#### What you have to do:
If a line in the entries below includes the string "current", copy it out.

#### Data extract:
==*==
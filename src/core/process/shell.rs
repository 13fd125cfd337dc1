// otto-rs: Guided git release assistant
//
// SPDX-FileCopyrightText: 2026 Romeo Ahmed
// SPDX-License-Identifier: GPL-3.0-or-later

use std::path::{Path, PathBuf};
use std::sync::Arc;
use tracing::debug;

use super::output::ProcessOutput;
use super::runner::{CommandRunner, SystemRunner, command_line};
use crate::error::{GitError, OttoError, OttoResult, ProcessError};

/// Failure policy on top of a [`CommandRunner`].
///
/// `run` turns a non-zero exit into `CommandFailed` carrying the tool's own
/// error text; `run_or_empty` swallows every failure and yields `""`.
#[derive(Clone)]
pub struct Shell {
    runner: Arc<dyn CommandRunner>,
}

impl std::fmt::Debug for Shell {
    fn fmt(&self, f: &mut std::fmt::Formatter<'_>) -> std::fmt::Result {
        f.debug_struct("Shell")
            .field("cwd", &self.runner.working_dir())
            .finish()
    }
}

impl Shell {
    pub fn new(runner: Arc<dyn CommandRunner>) -> Self {
        Self { runner }
    }

    /// Shell running real processes in `cwd`.
    pub fn system(cwd: impl Into<PathBuf>) -> Self {
        Self::new(Arc::new(SystemRunner::new(cwd)))
    }

    #[must_use]
    pub fn working_dir(&self) -> &Path {
        self.runner.working_dir()
    }

    /// Run a command and return its trimmed stdout.
    ///
    /// # Errors
    ///
    /// Returns `GitError::CommandFailed` (for git) or
    /// `ProcessError::CommandFailed` (anything else) on a non-zero exit, and
    /// the runner's error if the program could not be started.
    pub fn run(&self, program: &str, args: &[&str]) -> OttoResult<String> {
        let output = self.runner.run(program, args)?;
        if output.success() {
            return Ok(output.stdout().trim().to_string());
        }
        Err(failure(program, args, &output))
    }

    /// Run a command, returning `""` on any failure.
    #[must_use]
    pub fn run_or_empty(&self, program: &str, args: &[&str]) -> String {
        match self.run(program, args) {
            Ok(stdout) => stdout,
            Err(err) => {
                debug!(cmd = %command_line(program, args), error = %err, "ignored failure");
                String::new()
            }
        }
    }

    /// `git <args>`, failing on non-zero exit.
    ///
    /// # Errors
    ///
    /// See [`Shell::run`].
    pub fn git(&self, args: &[&str]) -> OttoResult<String> {
        self.run("git", args)
    }

    /// `git <args>`, empty string on failure.
    #[must_use]
    pub fn git_or_empty(&self, args: &[&str]) -> String {
        self.run_or_empty("git", args)
    }
}

fn failure(program: &str, args: &[&str], output: &ProcessOutput) -> OttoError {
    let command = command_line(program, args);
    let message = output.failure_message();
    if program == "git" {
        GitError::CommandFailed { command, message }.into()
    } else {
        ProcessError::CommandFailed { command, message }.into()
    }
}
// otto-rs: Guided git release assistant
//
// SPDX-FileCopyrightText: 2026 Romeo Ahmed
// SPDX-License-Identifier: GPL-3.0-or-later

//! Git operations module.
//!
//! ```text
//!        Public API (methods on Git)
//!   query.rs      cmd.rs       ops.rs
//!   (read)       (write)    (multi-step)
//!        \          |          /
//!         v         v         v
//!      ,---------------------------,
//!      |  Shell (core::process)    |
//!      |  git / git_or_empty       |
//!      '-------------+-------------'
//!                    |
//!                    v
//!             CommandRunner
//!         SystemRunner | ScriptedRunner
//! ```
//!
//! Queries never fail: outside a repository or on any git error they
//! return a sentinel (`None`, empty list, `"no-git"`). Mutations return
//! [`OttoResult`](crate::error::OttoResult) carrying git's own stderr.

pub mod cmd;
pub mod ops;
pub mod query;
pub mod types;


use crate::core::process::Shell;
use std::path::Path;

pub use ops::{open_url, pull_request_url};
pub use types::{
    BranchState, CommitInfo, HistoryEntry, NO_REPOSITORY, PopOutcome, PushMode, ResetMode,
    StashEntry, SwitchOutcome,
};

/// Remote every flow talks to.
pub const REMOTE: &str = "origin";

/// Branch the release flow fetches and branch updates pull.
pub const MAIN_BRANCH: &str = "main";

/// Message of the stash entry created when switching branches.
pub const AUTO_STASH_MESSAGE: &str = "Otto Auto-Switch";

/// Default message for a manual stash.
pub const DEFAULT_STASH_MESSAGE: &str = "Otto Stash";

/// Git access for one working directory.
#[derive(Debug, Clone)]
pub struct Git {
    shell: Shell,
}

impl Git {
    #[must_use]
    pub const fn new(shell: Shell) -> Self {
        Self { shell }
    }

    #[must_use]
    pub const fn shell(&self) -> &Shell {
        &self.shell
    }

    #[must_use]
    pub fn working_dir(&self) -> &Path {
        self.shell.working_dir()
    }
}
// otto-rs: Guided git release assistant
//
// SPDX-FileCopyrightText: 2026 Romeo Ahmed
// SPDX-License-Identifier: GPL-3.0-or-later

//! Settings menu and first-run setup.
//!
//! ```text
//! input --> SettingsStore::update (merge by key, rewrite file)
//!       --> Config::reload        (env still wins)
//!       --> Session::refresh_services
//! ```

use tracing::info;

use super::{Outcome, Session};
use crate::config::paths::CONFIG_ENV;
use crate::config::{SettingKey, mask_key, mask_url};
use crate::error::Result;
use crate::prompt::{Choice, InputRequest, Validator, choose};
use crate::ui;

/// Prefix OpenAI secret keys start with.
const KEY_PREFIX: &str = "sk-";

/// Main handler for the settings command. Loops until Back or cancel.
///
/// # Errors
///
/// Returns `OttoError::Aborted` if a prompt is aborted.
pub fn run_settings_command(session: &mut Session<'_>) -> Result<()> {
    loop {
        let config = &session.config;
        let entries = [
            Choice::new(Some(SettingKey::OpenAiApiKey), "🤖 OpenAI API Key")
                .hint(mask_key(config.get(SettingKey::OpenAiApiKey))),
            Choice::new(Some(SettingKey::SheetWebhookUrl), "📊 Google Sheets URL")
                .hint(mask_url(config.get(SettingKey::SheetWebhookUrl))),
            Choice::new(None, "🔙 Back"),
        ];
        let Some(Some(key)) = choose(session.prompt, "⚙️ Settings", &entries).into_result()? else {
            return Ok(());
        };

        let current = session.config.get(key).unwrap_or_default().to_string();
        let request = InputRequest::new(question(key))
            .initial(&current)
            .validate(validator(key));
        let Some(value) = session.prompt.input(&request).into_result()? else {
            continue;
        };
        warn_on_unusual(key, &value);
        if save_setting(session, key, &value) {
            ui::success(match key {
                SettingKey::OpenAiApiKey => "OpenAI API Key updated.",
                SettingKey::SheetWebhookUrl => "Google Sheet URL updated.",
            });
        }
    }
}

/// Ask for missing settings the first time otto runs, that is when the
/// settings file does not exist yet.
///
/// Returns [`Outcome::Quit`] if the user cancels.
///
/// # Errors
///
/// Returns `OttoError::Aborted` if a prompt is aborted.
pub fn ensure_config(session: &mut Session<'_>) -> Result<Outcome> {
    let Some(store) = session.config.settings_store() else {
        return Ok(Outcome::Continue);
    };
    if store.path().exists() {
        return Ok(Outcome::Continue);
    }
    let mut updated = false;

    if !session.config.has_ai() {
        ui::warn("OpenAI API Key is missing.");
        let request = InputRequest::new("Enter your OpenAI API Key:")
            .allow_empty()
            .validate(validator(SettingKey::OpenAiApiKey));
        let Some(key) = session.prompt.input(&request).into_result()? else {
            return Ok(Outcome::Quit);
        };
        warn_on_unusual(SettingKey::OpenAiApiKey, &key);
        updated |= save_setting(session, SettingKey::OpenAiApiKey, &key);
    }

    if !session.config.has_telemetry() {
        let Some(setup) = session
            .prompt
            .confirm("Do you want to configure Google Sheets logging now?", true)
            .into_result()?
        else {
            return Ok(Outcome::Quit);
        };
        if setup {
            let request = InputRequest::new(question(SettingKey::SheetWebhookUrl))
                .allow_empty()
                .validate(validator(SettingKey::SheetWebhookUrl));
            let Some(url) = session.prompt.input(&request).into_result()? else {
                return Ok(Outcome::Quit);
            };
            updated |= save_setting(session, SettingKey::SheetWebhookUrl, &url);
        }
    }

    if updated {
        ui::success("Configuration saved successfully.");
    }
    Ok(Outcome::Continue)
}

/// Persist `value`, reload the configuration and rebuild the services.
/// Shows a notice and returns false if anything fails.
pub fn save_setting(session: &mut Session<'_>, key: SettingKey, value: &str) -> bool {
    let Some(store) = session.config.settings_store() else {
        ui::note(
            "✖ Settings",
            &format!("No settings file location. Set {CONFIG_ENV} or pass --config."),
        );
        return false;
    };
    if let Err(err) = store.update(key, value) {
        ui::note("✖ Settings", &err.user_message());
        return false;
    }
    if let Err(err) = session.config.reload() {
        ui::note("✖ Settings", &format!("{err:#}"));
        return false;
    }
    session.refresh_services();
    info!(%key, "setting saved");

    if session.config.get(key) != Some(value) {
        ui::warn(&format!(
            "{} is set in the environment and takes precedence.",
            key.env_var()
        ));
    }
    true
}

const fn question(key: SettingKey) -> &'static str {
    match key {
        SettingKey::OpenAiApiKey => "Enter new OpenAI API Key:",
        SettingKey::SheetWebhookUrl => "Enter Google Sheet Webhook URL:",
    }
}

fn validator(key: SettingKey) -> Validator {
    match key {
        SettingKey::OpenAiApiKey => validate_api_key,
        SettingKey::SheetWebhookUrl => validate_webhook_url,
    }
}

fn validate_api_key(value: &str) -> std::result::Result<(), String> {
    if value.trim().is_empty() {
        return Err("API Key is required.".to_string());
    }
    Ok(())
}

fn validate_webhook_url(value: &str) -> std::result::Result<(), String> {
    if value.trim().is_empty() {
        return Err("URL is required.".to_string());
    }
    if !value.starts_with("http") {
        return Err("Invalid URL.".to_string());
    }
    Ok(())
}

fn warn_on_unusual(key: SettingKey, value: &str) {
    if key == SettingKey::OpenAiApiKey && !value.starts_with(KEY_PREFIX) {
        ui::warn(&format!("Key usually starts with {KEY_PREFIX}"));
    }
}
==*==
#### Output for this exercise:
        let current = session.config.get(key).unwrap_or_default().to_string();
            .initial(&current)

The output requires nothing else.